The outer membrane consists of two molecules of glucose sand witching a molecule of galactose. One glucose subunit is linked to glucose acetyl and the others to galactose.

The inner core consists of two regions, the keto de-oxyoctonate (KDO) region and di-heptose region. The KDO region comprises of three units of KDO and eight carbon a-keto sugar. The di-heptose region consists of two units of L-glycero-D-manno-heptose, the seven carbon heptose sugar (Fig. 4.10).

(d) Matrix Proteins:

The outer membrane of cell envelope does not warrant the entry of all substances since the nutrients are to pass across the membrane. It is impermeable only to macromolecules such as proteins, lipids, etc. The permeability of outer membrane is due to the presence of proteins called porins that form channels (Fig. 4.9).

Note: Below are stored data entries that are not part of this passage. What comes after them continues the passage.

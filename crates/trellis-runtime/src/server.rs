//! HTTP serving and shutdown signal handling.

use std::net::SocketAddr;

use axum::Router;
use tokio::net::TcpListener;
use tokio::signal;
use tracing::info;

use crate::config::ServerConfig;
use crate::error::{RuntimeError, RuntimeResult};

/// Binds a listener per the server configuration and serves `router` until
/// `shutdown` resolves.
pub async fn serve<F>(config: &ServerConfig, router: Router, shutdown: F) -> RuntimeResult<()>
where
    F: std::future::Future<Output = ()> + Send + 'static,
{
    let addr: SocketAddr = config
        .address()
        .parse()
        .map_err(|_| RuntimeError::InvalidAddress(config.address()))?;

    let listener = TcpListener::bind(addr)
        .await
        .map_err(|source| RuntimeError::Bind { addr, source })?;

    info!(%addr, "Listening");

    axum::serve(listener, router)
        .with_graceful_shutdown(shutdown)
        .await
        .map_err(RuntimeError::Serve)
}

/// Waits for a shutdown signal (Ctrl+C, or SIGTERM on Unix).
pub async fn wait_for_shutdown() {
    #[cfg(unix)]
    {
        let Ok(mut sigterm) = signal::unix::signal(signal::unix::SignalKind::terminate()) else {
            let _ = signal::ctrl_c().await;
            info!("Received Ctrl+C, shutting down");
            return;
        };

        tokio::select! {
            _ = signal::ctrl_c() => {
                info!("Received Ctrl+C, shutting down");
            }
            _ = sigterm.recv() => {
                info!("Received SIGTERM, shutting down");
            }
        }
    }

    #[cfg(not(unix))]
    {
        let _ = signal::ctrl_c().await;
        info!("Received Ctrl+C, shutting down");
    }
}
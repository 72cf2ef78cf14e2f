//! Configuration error types.

use std::path::PathBuf;

use thiserror::Error;

/// Errors that can occur during configuration loading.
#[derive(Error, Debug)]
pub enum ConfigError {
    /// File not found at the specified path.
    #[error("configuration file not found: {0}")]
    FileNotFound(PathBuf),

    /// Failed to read a configuration file.
    #[error("failed to read configuration file: {0}")]
    Read(#[from] std::io::Error),

    /// Failed to parse or extract the configuration model.
    #[error("failed to parse configuration: {0}")]
    Parse(String),

    /// Invalid configuration value.
    #[error("invalid configuration: {message}")]
    Validation {
        /// What is wrong with the value.
        message: String,
    },
}

impl ConfigError {
    /// Creates a validation error with the given message.
    pub fn validation(message: impl Into<String>) -> Self {
        Self::Validation {
            message: message.into(),
        }
    }
}

/// Result type for configuration operations.
pub type ConfigResult<T> = Result<T, ConfigError>;
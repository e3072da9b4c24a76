//! Engine classifier: assigns filtered trace lines to engine buckets.
//!
//! The classifier walks the trace once. For the current engine it is either
//! looking for the block start or inside the block looking for its end.
//! Closing a block moves on to the next engine in [`PROCESSING_ORDER`];
//! lines outside the current engine's block are discarded.

use super::engine::{Engine, PROCESSING_ORDER};
use crate::commands::models::RunConfig;
use log::{debug, info};
use std::collections::BTreeMap;
use std::fmt;

/// Position of the classifier within the current engine
#[derive(Debug, Clone, Copy, PartialEq, Eq)]
pub enum ScanState {
    /// Searching for the engine's start marker
    Look(Engine),
    /// Inside the engine's block, searching for its end marker
    Found(Engine),
}

impl fmt::Display for ScanState {
    fn fmt(&self, f: &mut fmt::Formatter<'_>) -> fmt::Result {
        match self {
            Self::Look(engine) => write!(f, "{}_LOOK", engine),
            Self::Found(engine) => write!(f, "{}_FOUND", engine),
        }
    }
}

/// Ordered raw lines per engine, keyed in processing order
#[derive(Debug, Clone, Default, PartialEq, Eq)]
pub struct EngineBuckets {
    buckets: BTreeMap<Engine, Vec<String>>,
}

impl EngineBuckets {
    pub fn new() -> Self {
        Self::default()
    }

    /// Store a closed bucket
    pub fn insert(&mut self, engine: Engine, lines: Vec<String>) {
        self.buckets.insert(engine, lines);
    }

    pub fn get(&self, engine: Engine) -> Option<&[String]> {
        self.buckets.get(&engine).map(Vec::as_slice)
    }

    pub fn contains(&self, engine: Engine) -> bool {
        self.buckets.contains_key(&engine)
    }

    pub fn len(&self) -> usize {
        self.buckets.len()
    }

    pub fn is_empty(&self) -> bool {
        self.buckets.is_empty()
    }

    /// Buckets in processing order
    pub fn iter(&self) -> impl Iterator<Item = (Engine, &[String])> {
        self.buckets.iter().map(|(e, lines)| (*e, lines.as_slice()))
    }

    /// Append every dependent engine's lines to its parent bucket.
    ///
    /// A dependent bucket is only folded when its parent is present; either
    /// way it never survives as a bucket of its own.
    pub fn merge_dependents(&mut self) {
        let dependents: Vec<Engine> = self
            .buckets
            .keys()
            .copied()
            .filter(|e| e.parent().is_some())
            .collect();

        for dependent in dependents {
            let Some(parent) = dependent.parent() else {
                continue;
            };
            let Some(lines) = self.buckets.remove(&dependent) else {
                continue;
            };
            match self.buckets.get_mut(&parent) {
                Some(parent_lines) => {
                    debug!("Appending {} {} lines to {}", lines.len(), dependent, parent);
                    parent_lines.extend(lines);
                }
                None => debug!("Dropping {} lines: {} block not present", dependent, parent),
            }
        }
    }
}

/// Split the filtered trace into engine buckets.
///
/// Only blocks that were both opened and closed are returned.
pub fn classify<S: AsRef<str>>(lines: &[S], config: &RunConfig) -> EngineBuckets {
    classify_from(lines, PROCESSING_ORDER[0], config)
}

/// [`classify`] starting with `start` instead of the first engine
pub fn classify_from<S: AsRef<str>>(lines: &[S], start: Engine, config: &RunConfig) -> EngineBuckets {
    info!("Classifying {} trace lines starting at {}", lines.len(), start);

    let mut buckets = EngineBuckets::new();
    let mut state = Some(ScanState::Look(start));
    let mut current: Vec<String> = Vec::new();

    for line in lines {
        let Some(scan) = state else {
            break;
        };
        let line = line.as_ref().trim_end();
        if line.is_empty() {
            continue;
        }

        if config.verbose {
            debug!("state {}: {}", scan, line);
        }

        state = match scan {
            ScanState::Look(engine) if engine.opens_block(line) => {
                current.push(line.to_string());
                Some(ScanState::Found(engine))
            }
            ScanState::Look(_) => Some(scan),
            ScanState::Found(engine) => {
                current.push(line.to_string());
                if engine.closes_block(line) {
                    debug!("{} block closed with {} lines", engine, current.len());
                    buckets.insert(engine, std::mem::take(&mut current));
                    engine.next_in_order().map(ScanState::Look)
                } else {
                    Some(scan)
                }
            }
        };
    }

    if let Some(ScanState::Found(engine)) = state {
        info!("{} block not closed before end of trace, discarded", engine);
    }

    info!("Classified {} engine blocks", buckets.len());
    buckets
}

/// Single-block mode: every non-blank line goes to [`Engine::All`]
pub fn capture_all<S: AsRef<str>>(lines: &[S], config: &RunConfig) -> EngineBuckets {
    info!("Capturing trace as a single block");

    let captured: Vec<String> = lines
        .iter()
        .map(|l| l.as_ref().trim_end())
        .filter(|l| !l.is_empty())
        .inspect(|l| {
            if config.verbose {
                debug!("{}", l);
            }
        })
        .map(str::to_string)
        .collect();

    let mut buckets = EngineBuckets::new();
    buckets.insert(Engine::All, captured);
    buckets
}

#[cfg(test)]
mod tests {
    use super::*;

    #[test]
    fn test_state_display() {
        assert_eq!(ScanState::Look(Engine::Mme).to_string(), "MME_LOOK");
        assert_eq!(ScanState::Found(Engine::Nca).to_string(), "NCA_FOUND");
    }

    #[test]
    fn test_unclosed_block_not_returned() {
        let lines = ["# Begin: Engines.MME", "ncpRead 0.1.2.0x0"];
        let buckets = classify(&lines, &RunConfig::default());
        assert!(buckets.is_empty());
    }

    #[test]
    fn test_merge_without_parent_drops_dependent() {
        let mut buckets = EngineBuckets::new();
        buckets.insert(Engine::Eioae, vec!["x".to_string()]);
        buckets.merge_dependents();
        assert!(buckets.is_empty());
    }

    #[test]
    fn test_capture_all_skips_blank_lines() {
        let lines = ["a", "   ", "", "b  "];
        let buckets = capture_all(&lines, &RunConfig::default());
        assert_eq!(buckets.get(Engine::All).unwrap(), ["a", "b"]);
    }
}
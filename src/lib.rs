//! HWIO Convert
//!
//! Converts hardware-initialization traces into boot-loader register
//! command arrays, one array per hardware engine.
//!
//! This crate provides the core implementation for the
//! `hwio-convert` CLI tool.
//!
//! ## Pipeline
//!
//! 1. [`parser::filter_blocks`] keeps only the known `Begin:`/`End:` blocks
//! 2. [`parser::classify`] splits them into per-engine buckets
//! 3. [`converter::convert_lines`] turns each bucket into an `ncr_command_t` array
//! 4. [`output`] writes the `.trace` and `.c` files

pub mod commands;
pub mod converter;
pub mod output;
pub mod parser;
pub mod utils;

The porins are not specific and allow the small molecules. Certain porins are specific and permit only the specific substances such as vitamin B₁₂, nucleotides, etc. Porins also act as receptor sites for bacteriophages and bacteriocins (the proteins produced by certain bacteria that inhibit or kill the related species).

Function of Cell Wall:

Following are the functions of the cell wall (the outer membrane):

(a) Peptidoglycan provides structural integrity to cell by forming a rigid layer in outer membrane. The matrix proteins to some extent also contribute to structure with peptidoglycan.

(b) The cell envelope acts as barrier for diffusion to certain molecules across the envelope,

(c) The matrix proteins act as receptor sites for bacteriophages and bacteriocins.

(d) The O-antigen side chain of polysaccharide of LPS determines the antigen specificity of Gram-negative bacteria.